Wednesday, March 16, 2005

Hum-Drum Gum

Listening to The Hounds Of Love Very Loud.

Tomrrow's People has turned out to be better than the reviews suggested. The first chapter was very Ghee-Whiz and I wonder if one of the reviewers got beyond it. However, I still see some unexplained examples where further clarification is required. For a long and dense book, such things seem important. I did keep feeling that the social and political implications of all her Brain-based IT were glossed over but maybe all that comes later in the book.

I can remember thinking of so many strange things that I wanted to mention here but as usual they have flitted away leaving only a strange empty feeling like a half-remembered dream. In fact I can remember the exact point on the journey home yesterday when I thought of one of them and now all I have is the mental image of the view through the windscreen. It was something deep about consciousness or physics. Phooey!
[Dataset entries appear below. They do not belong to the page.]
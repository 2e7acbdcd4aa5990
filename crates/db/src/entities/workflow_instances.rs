//! `SeaORM` Entity for the workflow_instances table.

use sea_orm::entity::prelude::*;
use serde::{Deserialize, Serialize};

use super::sea_orm_active_enums::InstanceStatus;

/// A running approval/process flow for one entity.
#[derive(Clone, Debug, PartialEq, DeriveEntityModel, Eq, Serialize, Deserialize)]
#[sea_orm(table_name = "workflow_instances")]
pub struct Model {
    /// Instance id.
    #[sea_orm(primary_key, auto_increment = false)]
    pub id: Uuid,
    /// Owning tenant.
    pub tenant_id: Uuid,
    /// The definition this instance follows.
    pub workflow_definition_id: Uuid,
    /// Entity type the flow is attached to, e.g. `Invoice`.
    pub entity_type: String,
    /// Entity id the flow is attached to.
    pub entity_id: Uuid,
    /// Instance status.
    pub status: InstanceStatus,
    /// Current step number, starting at 1.
    pub current_step_no: i32,
    /// Free-form context payload.
    pub context: Option<Json>,
    /// Who started the instance.
    pub started_by: Option<Uuid>,
    /// When the instance reached a terminal close.
    pub completed_at: Option<DateTimeWithTimeZone>,
    /// Creation timestamp.
    pub created_at: DateTimeWithTimeZone,
    /// Last update timestamp.
    pub updated_at: DateTimeWithTimeZone,
}

#[derive(Copy, Clone, Debug, EnumIter, DeriveRelation)]
pub enum Relation {
    #[sea_orm(
        belongs_to = "super::workflow_definitions::Entity",
        from = "Column::WorkflowDefinitionId",
        to = "super::workflow_definitions::Column::Id"
    )]
    WorkflowDefinitions,
    #[sea_orm(has_many = "super::workflow_tasks::Entity")]
    WorkflowTasks,
}

impl Related<super::workflow_definitions::Entity> for Entity {
    fn to() -> RelationDef {
        Relation::WorkflowDefinitions.def()
    }
}

impl Related<super::workflow_tasks::Entity> for Entity {
    fn to() -> RelationDef {
        Relation::WorkflowTasks.def()
    }
}

impl ActiveModelBehavior for ActiveModel {}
I have just remembered something from the Greenfield book. She says that a question that has plagued her is why nerves connected to a particular part of the brain give rise to audio processing and others linked to another part of the brain cause visual thoughts or smell etc. My immediate though (before she went on to mention it) was about synesthesia. Is it possible that the answer to the question is that the brain processes these impulses in a way which suits what the impulses are? Cross-over the connections and the brain will eventually learn to process the impulses correctly. I may have fallen asleep during later discussions but this seems obvious. The nerves to the brain have evolved in specific locations for all people but the brain is a more generalised organ which can deal with anything you throw at it. Greenfield also dismisses the idea of being able to produce implants to the brain which will allow external technical manipulation of brain states. In some distant improbable case, is it not possible that you could implant what you want and the brain would eventually learn to make some sense of it? Those slugs that developed some form of visually sensitive tissue all those years ago had to have a brain which could learn to make sense of the images. I don't want to go into all the Richard-Dawkins style discussions of how each tiny part of form and function evolves as a result of external stimuli, but having a trainable brain in place ready to accept the input of any further evolving structures seems elegant. I feel I must have missed something here and expect a call of clarification at any moment.

So, despite the reviews, I am aiming to finish this book and then go onto The Private Life Of The Brain which is entirely within Susan Greenfield's area of expertise. I still want to write a neural net. I am contemplating something to recognise characters but that may be a little ambitious. Even to get something trainable would be fun. So on to the stack of unfinished projects is popped neural nets. Note the correct use of the word popped - when did you last have to bother with stacks and queues? I don't think I have used any recursive procedures for years as all the stuff you have to do with them is already handled by either the OS or the development environment. I miss those five minutes of commercial machine code I did all those years ago. Actually I think it was probably Assembler if you want to be pedantic but it was still instruction - data - instruction - data and it was at the sharp end of a financial system. Probably still in place somewhere.

Who said I have a crystalline brain?